People born with mutations in both copies of the RPE65 gene can experience profound sight loss from an early age, with the majority of patients progressing to total blindness3. Research shows that vision impairment and blindness in children frequently cause social isolation, emotional distress, loss of independence, or hazards such as falls and injuries5. The working copy of the RPE65 gene provided by Luxturna can restore vision and improve sight in children and adults with sufficient viable retinal cells3.

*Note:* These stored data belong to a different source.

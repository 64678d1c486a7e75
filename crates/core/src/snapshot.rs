//! Render-facing copy of the session state
//!
//! A snapshot owns its data, so a renderer or a JSON dump can hold it
//! without borrowing the live session.

use serde::Serialize;

use crate::game_state::Phase;
use crate::piece::{Piece, PieceCells};
use crate::types::{CellPos, ColorFrame, PieceKind};

#[derive(Debug, Clone, PartialEq, Eq, Serialize)]
pub struct ActiveSnapshot {
    pub kind: PieceKind,
    pub rotation: usize,
    pub anchor: CellPos,
    pub color: ColorFrame,
    pub cells: PieceCells,
}

impl From<&Piece> for ActiveSnapshot {
    fn from(piece: &Piece) -> Self {
        Self {
            kind: piece.kind(),
            rotation: piece.rotation_index(),
            anchor: piece.anchor(),
            color: piece.color(),
            cells: piece.absolute_cells(),
        }
    }
}

#[derive(Debug, Clone, PartialEq, Eq, Serialize)]
pub struct GameSnapshot {
    pub width: u16,
    pub height: u16,
    /// Rows bottom first, cells left to right
    pub board: Vec<Vec<Option<ColorFrame>>>,
    pub clearing_rows: Vec<usize>,
    pub active: Option<ActiveSnapshot>,
    pub phase: Phase,
    pub lost: bool,
    pub won: bool,
    pub piece_id: u32,
    pub fall_interval_ms: u32,
    pub soft_drop_held: bool,
    pub now_ms: u64,
}

impl GameSnapshot {
    /// Locked block color at `(row, col)`
    pub fn cell(&self, row: i32, col: i32) -> Option<ColorFrame> {
        if row < 0 || col < 0 {
            return None;
        }
        self.board
            .get(row as usize)
            .and_then(|cells| cells.get(col as usize))
            .copied()
            .flatten()
    }

    pub fn is_blinking(&self, row: usize) -> bool {
        self.clearing_rows.contains(&row)
    }

    /// Whether the live piece covers `(row, col)`
    pub fn active_covers(&self, row: i32, col: i32) -> bool {
        self.active
            .as_ref()
            .is_some_and(|a| a.cells.contains(&CellPos::new(row, col)))
    }
}
//! Board module - the locked-block grid
//!
//! The board is a `width x height` grid where each cell is empty or holds the
//! color frame of a locked block. Storage is a flat row-major vector.
//! Coordinates: `(row, col)` with row 0 at the bottom, rows growing upward.
//!
//! Only in-range cells can be occupied. Rows at or above `height` are
//! reported as empty; bounds are the collision detector's concern.

use crate::types::{CellPos, ColorFrame};

/// A locked cell: position plus display attribute
#[derive(Debug, Clone, Copy, PartialEq, Eq, Hash)]
pub struct Block {
    pub row: i32,
    pub col: i32,
    pub color: ColorFrame,
}

impl Block {
    pub fn new(pos: CellPos, color: ColorFrame) -> Self {
        Self {
            row: pos.row,
            col: pos.col,
            color,
        }
    }

    pub fn pos(&self) -> CellPos {
        CellPos::new(self.row, self.col)
    }
}

/// Fixed-size occupancy grid
#[derive(Debug, Clone, PartialEq, Eq)]
pub struct Board {
    width: u16,
    height: u16,
    /// Row-major cells, `row * width + col`, row 0 first
    cells: Vec<Option<ColorFrame>>,
}

impl Board {
    /// Create an empty board
    pub fn new(width: u16, height: u16) -> Self {
        Self {
            width,
            height,
            cells: vec![None; width as usize * height as usize],
        }
    }

    #[inline(always)]
    fn index(&self, row: i32, col: i32) -> Option<usize> {
        if !self.in_bounds(row, col) {
            return None;
        }
        Some(row as usize * self.width as usize + col as usize)
    }

    pub fn width(&self) -> u16 {
        self.width
    }

    pub fn height(&self) -> u16 {
        self.height
    }

    pub fn in_bounds(&self, row: i32, col: i32) -> bool {
        row >= 0 && row < self.height as i32 && col >= 0 && col < self.width as i32
    }

    /// Color of the block at `(row, col)`, `None` when empty or out of range
    pub fn get(&self, row: i32, col: i32) -> Option<ColorFrame> {
        self.index(row, col).and_then(|idx| self.cells[idx])
    }

    /// Set or clear a single cell. Returns false if out of bounds.
    pub fn set(&mut self, row: i32, col: i32, cell: Option<ColorFrame>) -> bool {
        match self.index(row, col) {
            Some(idx) => {
                self.cells[idx] = cell;
                true
            }
            None => false,
        }
    }

    /// Whether a block sits at `(row, col)`
    ///
    /// Out-of-range positions are never occupied.
    pub fn is_occupied(&self, row: i32, col: i32) -> bool {
        self.get(row, col).is_some()
    }

    /// Merge blocks into the grid
    ///
    /// Callers guarantee the target cells are free (the collision check
    /// before the last accepted move does). Returns false if any block was
    /// out of range; those blocks are dropped.
    pub fn place(&mut self, blocks: &[Block]) -> bool {
        let mut all_in_bounds = true;
        for block in blocks {
            debug_assert!(
                !self.is_occupied(block.row, block.col),
                "placing over an occupied cell at ({}, {})",
                block.row,
                block.col
            );
            all_in_bounds &= self.set(block.row, block.col, Some(block.color));
        }
        all_in_bounds
    }

    /// Check if a row is completely filled
    pub fn is_row_full(&self, row: usize) -> bool {
        self.row_cells(row)
            .is_some_and(|cells| cells.iter().all(|cell| cell.is_some()))
    }

    /// Indices of every full row, ascending
    pub fn full_rows(&self) -> Vec<usize> {
        (0..self.height as usize)
            .filter(|&row| self.is_row_full(row))
            .collect()
    }

    /// Delete `rows` and let everything above fall into the gap
    ///
    /// The grid is rebuilt: surviving rows are copied bottom-up into a fresh
    /// buffer, each landing lower by the number of removed rows beneath it,
    /// and the top is padded with empty rows. Indices outside the board and
    /// duplicates are ignored. Returns the number of rows removed.
    pub fn remove_rows(&mut self, rows: &[usize]) -> usize {
        let height = self.height as usize;
        let width = self.width as usize;

        let mut doomed = vec![false; height];
        for &row in rows {
            if row < height {
                doomed[row] = true;
            }
        }
        let removed = doomed.iter().filter(|&&d| d).count();
        if removed == 0 {
            return 0;
        }

        let mut rebuilt = Vec::with_capacity(self.cells.len());
        for (row, &is_doomed) in doomed.iter().enumerate() {
            if !is_doomed {
                let start = row * width;
                rebuilt.extend_from_slice(&self.cells[start..start + width]);
            }
        }
        rebuilt.resize(self.cells.len(), None);
        self.cells = rebuilt;

        removed
    }

    /// Cells of one row, left to right
    pub fn row_cells(&self, row: usize) -> Option<&[Option<ColorFrame>]> {
        if row >= self.height as usize {
            return None;
        }
        let width = self.width as usize;
        let start = row * width;
        Some(&self.cells[start..start + width])
    }

    /// Every locked block, bottom row first
    pub fn blocks(&self) -> impl Iterator<Item = Block> + '_ {
        let width = self.width as usize;
        self.cells.iter().enumerate().filter_map(move |(idx, cell)| {
            cell.map(|color| Block {
                row: (idx / width) as i32,
                col: (idx % width) as i32,
                color,
            })
        })
    }

    /// Number of occupied cells
    pub fn occupied_count(&self) -> usize {
        self.cells.iter().filter(|cell| cell.is_some()).count()
    }

    /// Clear the entire board
    pub fn clear(&mut self) {
        self.cells.fill(None);
    }
}
//! Piece, collision, and wall kick tests

use blockfall::core::{collides, try_rotate, Board, Piece, ShapeTable};
use blockfall::types::{CellPos, ColorFrame, PieceKind};

fn piece(kind: PieceKind, row: i32, col: i32) -> Piece {
    Piece::from_table(&ShapeTable::standard(), kind, CellPos::new(row, col), ColorFrame(2))
        .unwrap()
}

#[test]
fn test_every_rotation_has_four_distinct_cells() {
    for kind in PieceKind::ALL {
        let mut p = piece(kind, 10, 4);
        for _ in 0..p.state_count() {
            let cells = p.absolute_cells();
            assert_eq!(cells.len(), 4);
            for (i, c) in cells.iter().enumerate() {
                assert!(!cells[i + 1..].contains(c), "{kind:?} repeats {c:?}");
            }
            p.commit_rotation();
            assert!(p.rotation_index() < p.state_count());
        }
        assert_eq!(p.rotation_index(), 0);
    }
}

#[test]
fn test_collision_rejects_walls_and_floor() {
    let board = Board::new(10, 22);
    for row in [0, 10, 21, 30] {
        assert!(collides(&board, &[CellPos::new(row, -1)]));
        assert!(collides(&board, &[CellPos::new(row, 10)]));
    }
    for col in 0..10 {
        assert!(collides(&board, &[CellPos::new(-1, col)]));
    }
}

#[test]
fn test_collision_accepts_cells_above_board() {
    let mut board = Board::new(10, 22);
    for col in 0..10 {
        board.set(21, col, Some(ColorFrame(1)));
    }
    for col in 0..10 {
        assert!(!collides(&board, &[CellPos::new(22, col), CellPos::new(25, col)]));
    }
}

#[test]
fn test_collision_checks_every_candidate() {
    let mut board = Board::new(10, 22);
    board.set(4, 4, Some(ColorFrame(1)));
    let cells = [
        CellPos::new(7, 4),
        CellPos::new(6, 4),
        CellPos::new(5, 4),
        CellPos::new(4, 4),
    ];
    assert!(collides(&board, &cells));
}

#[test]
fn test_wall_kick_shifts_right_from_left_wall() {
    let board = Board::new(10, 22);
    // Vertical line in column 0 (west state, anchor one column left of it).
    let mut p = piece(PieceKind::I, 8, 0);
    for _ in 0..3 {
        p.commit_rotation();
    }
    p.translate(-1, 0);
    let before = p.absolute_cells();
    assert!(before.iter().all(|c| c.col == 0));

    assert_eq!(try_rotate(&mut p, &board), Some(1));
    assert_eq!(p.rotation_index(), 0);
    assert_eq!(p.anchor(), CellPos::new(8, 0));
    assert_eq!(
        p.absolute_cells(),
        [
            CellPos::new(7, 0),
            CellPos::new(7, 1),
            CellPos::new(7, 2),
            CellPos::new(7, 3)
        ]
    );
}

#[test]
fn test_wall_kick_shifts_left_from_right_wall() {
    let board = Board::new(10, 22);
    // East state sits in column anchor+2; anchor 7 puts it on the right wall.
    let mut p = piece(PieceKind::I, 8, 7);
    p.commit_rotation();
    assert!(p.absolute_cells().iter().all(|c| c.col == 9));

    assert_eq!(try_rotate(&mut p, &board), Some(-1));
    assert_eq!(p.anchor(), CellPos::new(8, 6));
    assert_eq!(p.rotation_index(), 2);
}

#[test]
fn test_rotation_rejected_when_both_kicks_collide() {
    let mut board = Board::new(10, 22);
    let mut p = piece(PieceKind::I, 8, 0);
    for _ in 0..3 {
        p.commit_rotation();
    }
    p.translate(-1, 0);
    // Block the +1 kick target as well.
    board.set(7, 2, Some(ColorFrame(1)));

    let before = p.clone();
    assert_eq!(try_rotate(&mut p, &board), None);
    assert_eq!(p.rotation_index(), before.rotation_index());
    assert_eq!(p.anchor(), before.anchor());
}

#[test]
fn test_o_piece_rotation_is_stable() {
    let board = Board::new(10, 22);
    let mut p = piece(PieceKind::O, 5, 3);
    let before = p.absolute_cells();
    assert_eq!(try_rotate(&mut p, &board), Some(0));
    assert_eq!(p.absolute_cells(), before);
}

“Today’s approval is momentous for patients given that there have been no pharmacological treatment options to date to treat this form of LCA,” said Christina Fasser, president of Retina International, an umbrella organization of more than 43 patient organizations worldwide promoting research to find treatments for inherited retinal degenerative diseases. “Access to this treatment has the potential to reduce the substantial physical, emotional and financial burden this disease has on patients and their families.”
Dr Bart Leroy, ophthalmologist and clinical geneticist, Professor of Ophthalmology at Ghent University Hospital, in Belgium said: “As a clinician who has worked for over 20 years with patients with inherited retinal disease and their families, I’ve seen firsthand the profound impact blindness can have on quality of life. It’s exciting to practice medicine at a time when we can offer options to children and adults facing blindness. After more than 20 years of gene therapy research, there is finally a promising future ahead for the treatment of rare genetic eye disorders.”
Paul Hudson, CEO, Novartis Pharmaceuticals, said: “EU approval of the one-time gene therapy Luxturna marks a milestone in reimagining medicine and can bring real value to patients, their families and society as a whole. Novartis is committed to working with patients, caregivers, health systems and physicians to establish access to this gene therapy for RPE65 patients, as we believe it can help restore sight and improve vision in children and adults who currently have no treatment options.”